↓

//! Core library for the filebin upload service: storage, entity access,
//! presentation helpers, and the HTTP surface.

pub mod config;
pub mod database;
pub mod error;
pub mod handlers;
pub mod middleware;
pub mod models;
pub mod presenter;
pub mod storage;
pub mod uploads;

pub use config::AppConfig;
pub use database::{get_database_pool, run_migrations, DatabaseManager};
pub use error::{AppError, Result};
pub use handlers::routes::create_routes;
pub use handlers::{Breadcrumb, Breadcrumbs};
pub use storage::{Blob, BlobRepository, DiskBlobStore, DiskBlobStoreConfig};
pub use uploads::{SubmittedFile, UploadService, UploadedFile, UploadedFileRepository};

use axum::Router;
use std::net::SocketAddr;
use tokio::signal;
use tower_http::cors::CorsLayer;
use tracing::info;

#[derive(Clone)]
pub struct AppState {
    pub app_name: String,
    pub version: String,
    pub db_manager: DatabaseManager,
    pub upload_service: UploadService,
}

impl AppState {
    pub fn new(db_manager: DatabaseManager, upload_service: UploadService) -> Self {
        Self {
            app_name: "Filebin".to_string(),
            version: env!("CARGO_PKG_VERSION").to_string(),
            db_manager,
            upload_service,
        }
    }
}

pub fn create_app(state: AppState) -> Router {
    Router::new()
        .merge(create_routes())
        .layer(CorsLayer::permissive())
        .layer(middleware::logging_layer())
        .with_state(state)
}

pub async fn run_server(app: Router, addr: SocketAddr) -> Result<()> {
    info!("Starting server on {}", addr);

    let listener = tokio::net::TcpListener::bind(addr).await?;

    axum::serve(listener, app)
        .with_graceful_shutdown(shutdown_signal())
        .await?;

    Ok(())
}

async fn shutdown_signal() {
    let ctrl_c = async {
        signal::ctrl_c()
            .await
            .expect("failed to install Ctrl+C handler");
    };

    #[cfg(unix)]
    let terminate = async {
        signal::unix::signal(signal::unix::SignalKind::terminate())
            .expect("failed to install signal handler")
            .recv()
            .await;
    };

    #[cfg(not(unix))]
    let terminate = std::future::pending::<()>();

    tokio::select! {
        _ = ctrl_c => {
            info!("Received Ctrl+C, starting graceful shutdown");
        },
        _ = terminate => {
            info!("Received SIGTERM, starting graceful shutdown");
        },
    }
}
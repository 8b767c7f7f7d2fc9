//! Response envelope shared by the JSON handlers

use serde::Serialize;

#[derive(Debug, Serialize)]
pub struct ApiResponse<T> {
    pub success: bool,
    pub data: Option<T>,
    pub message: Option<String>,
}

impl<T> ApiResponse<T> {
    pub fn success(data: T) -> Self {
        Self {
            success: true,
            data: Some(data),
            message: None,
        }
    }

    pub fn error(message: String) -> Self {
        Self {
            success: false,
            data: None,
            message: Some(message),
        }
    }
}
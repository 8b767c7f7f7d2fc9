//! Request-scoped navigation trail. Built per request and serialized into
//! the response body; never shared or persisted.

use serde::Serialize;

#[derive(Debug, Clone, PartialEq, Eq, Serialize)]
pub struct Breadcrumb {
    pub label: String,
    pub href: Option<String>,
}

#[derive(Debug, Clone, Default, Serialize)]
#[serde(transparent)]
pub struct Breadcrumbs(Vec<Breadcrumb>);

impl Breadcrumbs {
    /// Trail seeded with the collection root.
    pub fn for_uploads() -> Self {
        let mut trail = Self::default();
        trail.push("Uploaded Files", Some("/uploaded_files".to_string()));
        trail
    }

    pub fn push(&mut self, label: impl Into<String>, href: Option<String>) {
        self.0.push(Breadcrumb {
            label: label.into(),
            href,
        });
    }

    pub fn entries(&self) -> &[Breadcrumb] {
        &self.0
    }
}
pub mod models;
pub mod repository;
pub mod service;

pub use models::{SubmittedFile, UploadedFile};
pub use repository::{UploadedFileRepository, UploadedFileRepositoryTrait};
pub use service::UploadService;
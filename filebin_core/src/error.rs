//! Application error types and handling

use axum::{
    http::StatusCode,
    response::{IntoResponse, Response},
    Json,
};
use serde_json::json;
use thiserror::Error;

pub type Result<T> = std::result::Result<T, AppError>;

#[derive(Error, Debug)]
pub enum AppError {
    #[error("Validation error: {0}")]
    Validation(String),

    #[error("Not found: {0}")]
    NotFound(String),

    #[error("Storage error: {0}")]
    Storage(String),

    #[error("Record has no attached blob")]
    MissingBlob,

    #[error("Database error: {0}")]
    Database(String),

    #[error("IO error: {0}")]
    Io(#[from] std::io::Error),

    #[error(transparent)]
    Other(#[from] anyhow::Error),
}

impl IntoResponse for AppError {
    fn into_response(self) -> Response {
        let (status, error_message) = match self {
            AppError::Validation(msg) => (StatusCode::UNPROCESSABLE_ENTITY, msg),
            AppError::NotFound(msg) => (StatusCode::NOT_FOUND, msg),
            AppError::Storage(msg) => {
                tracing::error!("Storage error: {}", msg);
                (StatusCode::INTERNAL_SERVER_ERROR, "Storage error".to_string())
            }
            AppError::MissingBlob => {
                tracing::error!("Record has no attached blob");
                (StatusCode::INTERNAL_SERVER_ERROR, "Record has no attached blob".to_string())
            }
            AppError::Database(msg) => {
                tracing::error!("Database error: {}", msg);
                (StatusCode::INTERNAL_SERVER_ERROR, "Database error".to_string())
            }
            AppError::Io(err) => {
                tracing::error!("IO error: {:?}", err);
                (StatusCode::INTERNAL_SERVER_ERROR, "Internal server error".to_string())
            }
            AppError::Other(err) => {
                tracing::error!("Unexpected error: {:?}", err);
                (StatusCode::INTERNAL_SERVER_ERROR, "Internal server error".to_string())
            }
        };

        let body = Json(json!({
            "error": error_message,
            "status": status.as_u16(),
        }));

        (status, body).into_response()
    }
}

impl From<sqlx::Error> for AppError {
    fn from(err: sqlx::Error) -> Self {
        match err {
            sqlx::Error::RowNotFound => AppError::NotFound("Resource not found".to_string()),
            sqlx::Error::Database(db_err) if db_err.is_unique_violation() => {
                AppError::Validation("Resource already exists".to_string())
            }
            _ => AppError::Database(err.to_string()),
        }
    }
}
use async_trait::async_trait;
use chrono::{DateTime, Utc};
use sqlx::{Row, SqlitePool};
use uuid::Uuid;

use super::models::UploadedFile;
use crate::error::{AppError, Result};
use crate::storage::Blob;

#[async_trait]
pub trait UploadedFileRepositoryTrait: Send + Sync {
    async fn insert(&self, blob: &Blob) -> Result<UploadedFile>;
    async fn find_by_id(&self, id: i64) -> Result<Option<UploadedFile>>;
    async fn list_all(&self) -> Result<Vec<UploadedFile>>;
}

#[derive(Clone)]
pub struct UploadedFileRepository {
    pool: SqlitePool,
}

impl UploadedFileRepository {
    pub fn new(pool: SqlitePool) -> Self {
        Self { pool }
    }
}

const SELECT_WITH_BLOB: &str = r#"
    SELECT uf.id, uf.created_at,
           b.key as blob_key, b.filename, b.content_type, b.byte_size, b.path,
           b.created_at as blob_created_at
    FROM uploaded_files uf
    JOIN blobs b ON b.key = uf.blob_key
"#;

fn record_from_row(row: &sqlx::sqlite::SqliteRow) -> Result<UploadedFile> {
    let blob = Blob {
        key: Uuid::parse_str(&row.get::<String, _>("blob_key"))
            .map_err(|e| AppError::Database(format!("Invalid blob key: {}", e)))?,
        filename: row.get("filename"),
        content_type: row.get("content_type"),
        byte_size: row.get::<i64, _>("byte_size") as u64,
        path: row.get("path"),
        created_at: DateTime::parse_from_rfc3339(&row.get::<String, _>("blob_created_at"))
            .map_err(|e| AppError::Database(format!("Invalid datetime: {}", e)))?
            .with_timezone(&Utc),
    };

    Ok(UploadedFile {
        id: row.get("id"),
        created_at: DateTime::parse_from_rfc3339(&row.get::<String, _>("created_at"))
            .map_err(|e| AppError::Database(format!("Invalid datetime: {}", e)))?
            .with_timezone(&Utc),
        blob: Some(blob),
    })
}

#[async_trait]
impl UploadedFileRepositoryTrait for UploadedFileRepository {
    async fn insert(&self, blob: &Blob) -> Result<UploadedFile> {
        let created_at = Utc::now();

        let result = sqlx::query(
            "INSERT INTO uploaded_files (blob_key, created_at) VALUES (?1, ?2)",
        )
        .bind(blob.key.to_string())
        .bind(created_at.to_rfc3339())
        .execute(&self.pool)
        .await?;

        Ok(UploadedFile {
            id: result.last_insert_rowid(),
            created_at,
            blob: Some(blob.clone()),
        })
    }

    async fn find_by_id(&self, id: i64) -> Result<Option<UploadedFile>> {
        let sql = format!("{} WHERE uf.id = ?1", SELECT_WITH_BLOB);

        let row = sqlx::query(&sql)
            .bind(id)
            .fetch_optional(&self.pool)
            .await?;

        match row {
            Some(row) => Ok(Some(record_from_row(&row)?)),
            None => Ok(None),
        }
    }

    // Insertion order ascending: rowids are monotonic under AUTOINCREMENT.
    async fn list_all(&self) -> Result<Vec<UploadedFile>> {
        let sql = format!("{} ORDER BY uf.id ASC", SELECT_WITH_BLOB);

        let rows = sqlx::query(&sql).fetch_all(&self.pool).await?;

        let mut records = Vec::with_capacity(rows.len());
        for row in rows {
            records.push(record_from_row(&row)?);
        }

        Ok(records)
    }
}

↑

# WORK REQUIRED
Return the span of lines in the data above that opens at the line with "DatabaseManager, upload_service: UploadService)" and closes at the line with "axum::serve(listener, app)", exactly, ends included, nothing else.

# REPLY TO THE EXERCISE
    pub fn new(db_manager: DatabaseManager, upload_service: UploadService) -> Self {
        Self {
            app_name: "Filebin".to_string(),
            version: env!("CARGO_PKG_VERSION").to_string(),
            db_manager,
            upload_service,
        }
    }
}

pub fn create_app(state: AppState) -> Router {
    Router::new()
        .merge(create_routes())
        .layer(CorsLayer::permissive())
        .layer(middleware::logging_layer())
        .with_state(state)
}

pub async fn run_server(app: Router, addr: SocketAddr) -> Result<()> {
    info!("Starting server on {}", addr);

    let listener = tokio::net::TcpListener::bind(addr).await?;

    axum::serve(listener, app)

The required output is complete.